Custom Reward Functions

Creating custom reward functions allows you to tailor the training signal to your specific task requirements.

Basic Reward Function Structure

A reward function takes a response and computes a numerical score:

def my_reward_function(response: str, **kwargs) -> float:
    """
    Compute reward for a model response.

    Args:
        response: The model-generated response text
        **kwargs: Additional context (prompt, answer, etc.)

    Returns:
        Reward score, typically in range [0.0, 1.0]
    """
    # Your evaluation logic here
    reward = evaluate_response(response, kwargs)
    return reward

Argument Patterns

Different calling patterns depending on your needs:

# Minimal
def simple_reward(response: str) -> float:
    return 1.0 if is_correct(response) else 0.0

# With context
def contextual_reward(response: str, prompt: str = "", answer: str = "") -> float:
    return evaluate(response, answer)

# Using kwargs for flexibility
def flexible_reward(response: str, **metadata) -> float:
    answer = metadata.get("answer", "")
    prompt = metadata.get("prompt", "")
    return evaluate(response, answer, prompt)

Implementing Reward Functions

Example 1: Math Problem Correctness

For math problems, extract and check numerical answers:

import re

def math_reward(response: str, answer: str = "") -> float:
    """Reward correct mathematical answers."""
    if not answer:
        return 0.0

    try:
        # Extract number from response (last number mentioned)
        numbers = re.findall(r'-?\d+\.?\d*', response)
        if not numbers:
            return 0.0

        predicted = float(numbers[-1])
        expected = float(answer)

        # Exact match
        if predicted == expected:
            return 1.0

        # Partial credit for close answers (within 10%)
        error_pct = abs(predicted - expected) / expected
        if error_pct <= 0.1:
            return 0.5

        return 0.0

    except (ValueError, IndexError):
        return 0.0

Usage:

from agent_tunix.rewards import register_reward_function
register_reward_function("math", math_reward)

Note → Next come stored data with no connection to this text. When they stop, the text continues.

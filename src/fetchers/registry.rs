// Container registry pull-count fetcher
// This file queries a Docker Hub style repository endpoint and reports its
// total pull count as a single unlabeled sample
//
// Numan Thabit 2025 Nov

use super::FetchSample;
use crate::errors::ExporterError;
use crate::transport::JsonHttp;
use serde::Deserialize;
use url::Url;

pub const DEFAULT_API_URL: &str = "https://hub.docker.com";

#[derive(Debug, Deserialize)]
struct RepositoryResp {
    pull_count: u64,
}

#[derive(Debug)]
pub struct RegistryPullFetcher {
    name: String,
    owner: String,
    repo: String,
    api_url: Url,
    http: JsonHttp,
}

impl RegistryPullFetcher {
    pub fn new(
        name: impl Into<String>,
        owner: impl Into<String>,
        repo: impl Into<String>,
        api_url: Url,
        http: JsonHttp,
    ) -> Self {
        Self {
            name: name.into(),
            owner: owner.into(),
            repo: repo.into(),
            api_url,
            http,
        }
    }

    pub fn name(&self) -> &str {
        &self.name
    }

    fn endpoint(&self) -> String {
        format!(
            "{}/v2/namespaces/{}/repositories/{}",
            self.api_url.as_str().trim_end_matches('/'),
            self.owner,
            self.repo
        )
    }

    pub async fn fetch_count(&mut self) -> Result<Vec<FetchSample>, ExporterError> {
        let resp: RepositoryResp = self
            .http
            .get_json(&self.endpoint(), "dockerhub")
            .await?;
        Ok(vec![FetchSample::unlabeled(resp.pull_count)])
    }
}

python run_training.py training.reward_function=math

Example 2: Format and Content Combined

Reward both format compliance and correctness:

def format_and_content_reward(
    response: str,
    answer: str = "",
    format_template: str = "The answer is [NUM]."
) -> float:
    """Reward responses that match format and are correct."""

    # Check format (0.0 to 1.0)
    format_score = evaluate_format(response, format_template)

    # Check correctness (0.0 to 1.0)
    content_score = evaluate_correctness(response, answer)

    # Require both format and correctness
    if format_score < 0.8:
        return 0.0  # Strict format requirement

    # Combine scores
    return content_score * format_score

def evaluate_format(response, template):
    """Check if response matches format template."""
    # Example: check if contains "The answer is [NUMBER]."
    if "The answer is" in response and "." in response:
        return 1.0
    elif "answer" in response.lower():
        return 0.5
    return 0.0

def evaluate_correctness(response, answer):
    """Check if answer is correct."""
    import re
    numbers = re.findall(r'-?\d+\.?\d*', response)
    if numbers and float(numbers[-1]) == float(answer):
        return 1.0
    return 0.0

Example 3: Length-Penalized Reward

Reward shorter, more concise correct answers:

def conciseness_reward(response: str, answer: str = "") -> float:
    """Reward correct but concise answers."""

    # Base correctness
    correctness = evaluate_correctness(response, answer)

    # Penalize verbosity
    words = len(response.split())
    length_penalty = max(0.0, 1.0 - (words / 100))  # Penalty after 100 words

    # Combine
    return correctness * (0.7 + 0.3 * length_penalty)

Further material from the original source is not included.